Histopathologic Analysis
In addition to the routine clinical evaluation of RP specimens by different pathologists according to standards of the International Society of Urological Pathology, a second histopathologic evaluation was performed under the supervision of 1 dedicated uropathologist masked to PET and MRI data (28). Tissue samples were provided by the tissue bank of the National Center for Tumor Diseases in accordance with the regulations of the tissue bank and ethics approval. Additional PSMA immunohistochemistry staining was performed for representative sections.
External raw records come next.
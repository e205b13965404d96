//! File-backed storage: one append-only log per object.
//!
//! # Layout
//!
//! ```text
//! <root>/
//!   <object id hex>.log      records framed by `record`
//!   <object id hex>.log.tmp  compaction in progress (discarded on open)
//! ```
//!
//! Each commit appends one record and syncs the file before returning.
//! When a log accumulates enough records relative to its live keys it is
//! rewritten as a single snapshot record. Objects with no keys and no alarm
//! have no file.
//!
//! A commit whose record would exceed the record size limit fails before
//! anything is written. A log whose snapshot would exceed it stays
//! uncompacted.

use std::collections::HashMap;
use std::io::ErrorKind;
use std::path::{Path, PathBuf};
use std::sync::atomic::{AtomicU64, Ordering};
use std::sync::Arc;
use std::time::SystemTime;

use async_trait::async_trait;
use tokio::fs::{self, OpenOptions};
use tokio::io::AsyncWriteExt;

use super::data::ObjectData;
use super::record::{self, LogRecord, MAX_RECORD_SIZE};
use super::traits::{
    ms_to_time, CommitBatch, CommitOutcome, Entry, ListOptions, ObjectSummary, StorageBackend,
};
use crate::error::StorageError;
use crate::object::ObjectId;

const LOG_EXTENSION: &str = "log";
const TMP_SUFFIX: &str = ".tmp";

/// Default number of records after which a log is considered for compaction.
pub const DEFAULT_COMPACTION_THRESHOLD: usize = 256;

#[derive(Debug)]
struct ObjectLog {
    path: PathBuf,
    data: ObjectData,
    /// Records currently in the file.
    records: usize,
    /// Record count below which compaction is not retried after a snapshot
    /// came out too large.
    compact_after: usize,
}

impl ObjectLog {
    fn empty(path: PathBuf, seq: u64) -> Self {
        Self {
            path,
            data: ObjectData::after(seq),
            records: 0,
            compact_after: 0,
        }
    }
}

type LogHandle = Arc<tokio::sync::Mutex<ObjectLog>>;

/// Storage backend persisting each object to its own log file.
#[derive(Debug)]
pub struct FileBackend {
    root: PathBuf,
    compaction_threshold: usize,
    max_record_size: usize,
    /// Highest sequence reached by an object whose file was removed for
    /// being empty. Objects without a file number their commits above it.
    retired_seq: AtomicU64,
    logs: parking_lot::Mutex<HashMap<ObjectId, LogHandle>>,
}

impl FileBackend {
    /// Open (creating if needed) a backend rooted at `root`.
    ///
    /// Leftover compaction files from an interrupted run are removed.
    pub async fn open(root: impl Into<PathBuf>) -> Result<Self, StorageError> {
        let root = root.into();
        fs::create_dir_all(&root).await?;

        let mut dir = fs::read_dir(&root).await?;
        while let Some(entry) = dir.next_entry().await? {
            let path = entry.path();
            if path.to_string_lossy().ends_with(TMP_SUFFIX) {
                tracing::warn!(path = %path.display(), "removing stale compaction file");
                fs::remove_file(&path).await?;
            }
        }

        tracing::debug!(root = %root.display(), "opened file storage");
        Ok(Self {
            root,
            compaction_threshold: DEFAULT_COMPACTION_THRESHOLD,
            max_record_size: MAX_RECORD_SIZE,
            retired_seq: AtomicU64::new(0),
            logs: parking_lot::Mutex::new(HashMap::new()),
        })
    }

    /// Set the record count that triggers compaction.
    pub fn with_compaction_threshold(mut self, records: usize) -> Self {
        self.compaction_threshold = records.max(1);
        self
    }

    /// Set the largest record payload a commit may write, capped at 64 MiB.
    pub fn with_max_record_size(mut self, bytes: usize) -> Self {
        self.max_record_size = bytes.min(MAX_RECORD_SIZE);
        self
    }

    /// Directory holding the object logs.
    pub fn root(&self) -> &Path {
        &self.root
    }

    fn log_path(&self, id: &ObjectId) -> PathBuf {
        self.root.join(format!("{}.{LOG_EXTENSION}", id.to_hex()))
    }

    fn handle(&self, id: &ObjectId) -> Option<LogHandle> {
        self.logs.lock().get(id).cloned()
    }

    /// Cached log for `id`, replaying it from disk on first access.
    async fn log(&self, id: &ObjectId) -> Result<LogHandle, StorageError> {
        if let Some(handle) = self.handle(id) {
            return Ok(handle);
        }

        let retired = self.retired_seq.load(Ordering::SeqCst);
        let loaded = Arc::new(tokio::sync::Mutex::new(
            load(self.log_path(id), retired).await?,
        ));
        // Another task may have loaded the same log meanwhile; keep the first.
        Ok(self
            .logs
            .lock()
            .entry(id.clone())
            .or_insert(loaded)
            .clone())
    }

    /// Forget the cached image so the next access reloads from disk.
    fn invalidate(&self, id: &ObjectId) {
        self.logs.lock().remove(id);
    }

    async fn write_commit(
        &self,
        log: &mut ObjectLog,
        seq: u64,
        batch: &CommitBatch,
        next: ObjectData,
    ) -> Result<(), StorageError> {
        if next.is_empty() {
            match fs::remove_file(&log.path).await {
                Ok(()) => sync_dir(&self.root).await?,
                Err(e) if e.kind() == ErrorKind::NotFound => {}
                Err(e) => return Err(e.into()),
            }
            self.retired_seq.fetch_max(seq, Ordering::SeqCst);
            *log = ObjectLog::empty(log.path.clone(), seq);
            return Ok(());
        }

        let created = log.records == 0;
        let framed = record::encode(
            &LogRecord::Commit {
                seq,
                mutations: batch.mutations.clone(),
            },
            self.max_record_size,
        )?;
        let mut file = OpenOptions::new()
            .create(true)
            .append(true)
            .open(&log.path)
            .await?;
        file.write_all(&framed).await?;
        file.sync_data().await?;
        if created {
            sync_dir(&self.root).await?;
        }

        log.data = next;
        log.records += 1;

        if log.records >= self.compaction_threshold
            && log.records >= log.compact_after
            && log.records > log.data.entries.len().saturating_mul(2)
        {
            // The commit is already durable; a failed compaction leaves the
            // longer log in place.
            if let Err(e) = compact(&self.root, log, self.max_record_size).await {
                tracing::warn!(path = %log.path.display(), error = %e, "log compaction failed");
            }
        }
        Ok(())
    }
}

/// Replay the log at `path`, truncating any torn tail.
///
/// A missing file is an empty object numbering its commits after `retired`.
/// A bad record followed by intact ones is reported as corruption and the
/// file is left untouched.
async fn load(path: PathBuf, retired: u64) -> Result<ObjectLog, StorageError> {
    let buf = match fs::read(&path).await {
        Ok(buf) => buf,
        Err(e) if e.kind() == ErrorKind::NotFound => {
            return Ok(ObjectLog::empty(path, retired));
        }
        Err(e) => return Err(e.into()),
    };

    let replay = record::replay(&buf);
    if replay.stranded {
        let reason = replay
            .torn
            .as_ref()
            .map(ToString::to_string)
            .unwrap_or_default();
        tracing::error!(
            path = %path.display(),
            offset = replay.valid_len,
            %reason,
            "bad record in the middle of a log"
        );
        return Err(StorageError::Corrupt(format!(
            "{}: bad record at byte {} is followed by intact records ({reason})",
            path.display(),
            replay.valid_len
        )));
    }
    if let Some(reason) = &replay.torn {
        tracing::warn!(
            path = %path.display(),
            valid_len = replay.valid_len,
            discarded = buf.len() - replay.valid_len,
            %reason,
            "truncating torn log tail"
        );
        let file = OpenOptions::new().write(true).open(&path).await?;
        file.set_len(replay.valid_len as u64).await?;
        file.sync_all().await?;
    }

    Ok(ObjectLog {
        path,
        data: replay.data,
        records: replay.records,
        compact_after: 0,
    })
}

/// Rewrite `log` as a single snapshot record.
///
/// When the snapshot would exceed `limit` the log is kept as is, and the
/// next attempt waits until the log has doubled.
async fn compact(root: &Path, log: &mut ObjectLog, limit: usize) -> Result<(), StorageError> {
    let mut tmp = log.path.clone().into_os_string();
    tmp.push(TMP_SUFFIX);
    let tmp = PathBuf::from(tmp);

    let framed = match record::encode(&LogRecord::snapshot(&log.data), limit) {
        Ok(framed) => framed,
        Err(StorageError::RecordTooLarge { size, limit }) => {
            tracing::info!(
                path = %log.path.display(),
                size,
                limit,
                records = log.records,
                "snapshot too large for one record, skipping compaction"
            );
            log.compact_after = log.records.saturating_mul(2);
            return Ok(());
        }
        Err(e) => return Err(e),
    };
    let mut file = fs::File::create(&tmp).await?;
    file.write_all(&framed).await?;
    file.sync_all().await?;
    drop(file);

    fs::rename(&tmp, &log.path).await?;
    sync_dir(root).await?;

    tracing::debug!(
        path = %log.path.display(),
        records = log.records,
        keys = log.data.entries.len(),
        "compacted object log"
    );
    log.records = 1;
    Ok(())
}

#[cfg(unix)]
async fn sync_dir(dir: &Path) -> Result<(), StorageError> {
    fs::File::open(dir).await?.sync_all().await?;
    Ok(())
}

#[cfg(not(unix))]
async fn sync_dir(_dir: &Path) -> Result<(), StorageError> {
    Ok(())
}

#[async_trait]
impl StorageBackend for FileBackend {
    async fn probe(&self) -> Result<(), StorageError> {
        match fs::metadata(&self.root).await {
            Ok(meta) if meta.is_dir() => Ok(()),
            Ok(_) => Err(StorageError::Unavailable(format!(
                "{} is not a directory",
                self.root.display()
            ))),
            Err(e) => Err(StorageError::Unavailable(format!(
                "{}: {e}",
                self.root.display()
            ))),
        }
    }

    async fn read(
        &self,
        id: &ObjectId,
        keys: &[String],
    ) -> Result<Vec<Option<Entry>>, StorageError> {
        let log = self.log(id).await?;
        let log = log.lock().await;
        Ok(log.data.read(keys))
    }

    async fn list(
        &self,
        id: &ObjectId,
        options: &ListOptions,
    ) -> Result<Vec<(String, Entry)>, StorageError> {
        let log = self.log(id).await?;
        let log = log.lock().await;
        Ok(log.data.list(options))
    }

    async fn summary(&self, id: &ObjectId) -> Result<ObjectSummary, StorageError> {
        let log = self.log(id).await?;
        let log = log.lock().await;
        Ok(log.data.summary())
    }

    async fn commit(
        &self,
        id: &ObjectId,
        batch: CommitBatch,
    ) -> Result<CommitOutcome, StorageError> {
        let handle = self.log(id).await?;
        let mut log = handle.lock().await;

        if let Some(aborted) = log.data.check(&batch) {
            return Ok(aborted);
        }

        let seq = log.data.seq + 1;
        let mut next = log.data.clone();
        let deleted = next.apply(seq, &batch.mutations);

        if let Err(e) = self.write_commit(&mut log, seq, &batch, next).await {
            if let StorageError::RecordTooLarge { .. } = e {
                tracing::warn!(object = %id, error = %e, "commit rejected");
                return Err(e);
            }
            tracing::error!(object = %id, error = %e, "commit failed, dropping cached log");
            drop(log);
            self.invalidate(id);
            return Err(e);
        }

        Ok(CommitOutcome::Committed {
            version: seq,
            deleted,
        })
    }

    async fn scheduled_alarms(&self) -> Result<Vec<(ObjectId, SystemTime)>, StorageError> {
        let mut alarms = Vec::new();
        let mut dir = fs::read_dir(&self.root).await?;

        while let Some(entry) = dir.next_entry().await? {
            let path = entry.path();
            if path.extension().and_then(|e| e.to_str()) != Some(LOG_EXTENSION) {
                continue;
            }
            let Some(id) = path
                .file_stem()
                .and_then(|s| s.to_str())
                .and_then(|s| ObjectId::parse(s).ok())
            else {
                tracing::warn!(path = %path.display(), "skipping unrecognised file in storage root");
                continue;
            };

            let log = self.log(&id).await?;
            let log = log.lock().await;
            if let Some(ms) = log.data.alarm_ms {
                alarms.push((id, ms_to_time(ms)));
            }
        }

        Ok(alarms)
    }
}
Therefore, sections were first deparaffinized with xylene and then rehydrated in graded ethanol series. Antigens were retrieved under steam cooking using Target Retrieval Solution (Dako). The mouse monoclonal PSMA antibody clone 3E6 (Dako) was used, diluted 1:100, and incubated overnight at 4°C. Immunodetection was performed with a Histostain–Plus detection kit (Invitrogen) according to the manufacturer’s recommendations. To generate digital whole-mount slide images, sections were scanned using a Nanozoomer 2.0-HT Scansystem (Hamamatsu Photonics).
Statistical Analysis
Patient demographics were analyzed descriptively. For tumor localization and agreement analysis, each prostate was divided into 3 axial levels (base, mid, apex) and divided at each level into 12 sections with 2 additional sections for the right and left seminal vesicle comparable with the scheme used in PI-RADS (version 2) (27). For each imaging modality (18F-PSMA-1007 PET/CT and mpMRI) and for histopathology, the data for each patient were reported on a print of the 38-sector scheme, with each positive sector being marked by the expert uroradiologist, nuclear medicine physician, and uropathologist, respectively. Agreement and true positivity of the imaging modality with histopathology were considered if there was exactly the same region marked (total agreement) or if there was a discrepancy of up to 1 region in any direction (near-total agreement) (4,21). For the combination of 18F-PSMA-1007 PET/CT and mpMRI, agreement was considered if either both or one of the methods was suggestive of tumor in this region. Sensitivity, specificity, positive predictive values (PPVs), NPVs, and accuracy were calculated for both total and near-total agreement. Analysis was performed using SPSS statistics (version 23; IBM Corp.). Data were reported according to the Standards for Reporting Diagnostic accuracy studies (STARD) (Supplemental Table 1; supplemental materials are available at http://jnm.snmjournals.org).
RESULTS
In total, 10 men were included in this retrospective analysis. The median age was 67 y (range, 62–77 y). Median initial PSA was 13.1 ng/mL (range, 5.8–40.0 ng/mL), with a median prostate volume of 49.5 mL (range, 23–100 mL). A median of 97 d (range, 54–193 d) passed from MRI and 21 d (range, 1–56 d) from PET to RP, respectively. Median SUVmax was 15.9 (range, 10.6–54.9) after 1 h and 27.5 (range, 14.8–76.2) after 3 h in the primary tumor. Patient characteristics are listed in Table 1. Overall 18F-PSMA PET/CT, mpMRI, and final histopathology correlated well (Fig. 2). On a per-lesion basis, both imaging modalities detected the index lesion (biggest lesion) correctly, but 18F-PSMA-1007 PET/CT missed 2 nonindex lesions detected in the histopathology specimen. Similarly, mpMRI missed 2 of the histopathologically confirmed nonindex lesions. 18F-PSMA-1007 PET/CT showed 3 false-positive lesions and mpMRI 4 (Fig. 3). Only 4 of the 10 patients had obvious multifocality as most of the patients in this high-risk cohort had 1 big index lesion occupying a median of 25% (range, 10%–70%) of the prostate volume. Multifocality was correctly identified by 18F-PSMA-1007 PET/CT in 2 cases (Fig. 4). mpMRI detected multifocality in 1 case, mentioning that only 3 patients undergoing mpMRI showed multifocality in the final histopathology.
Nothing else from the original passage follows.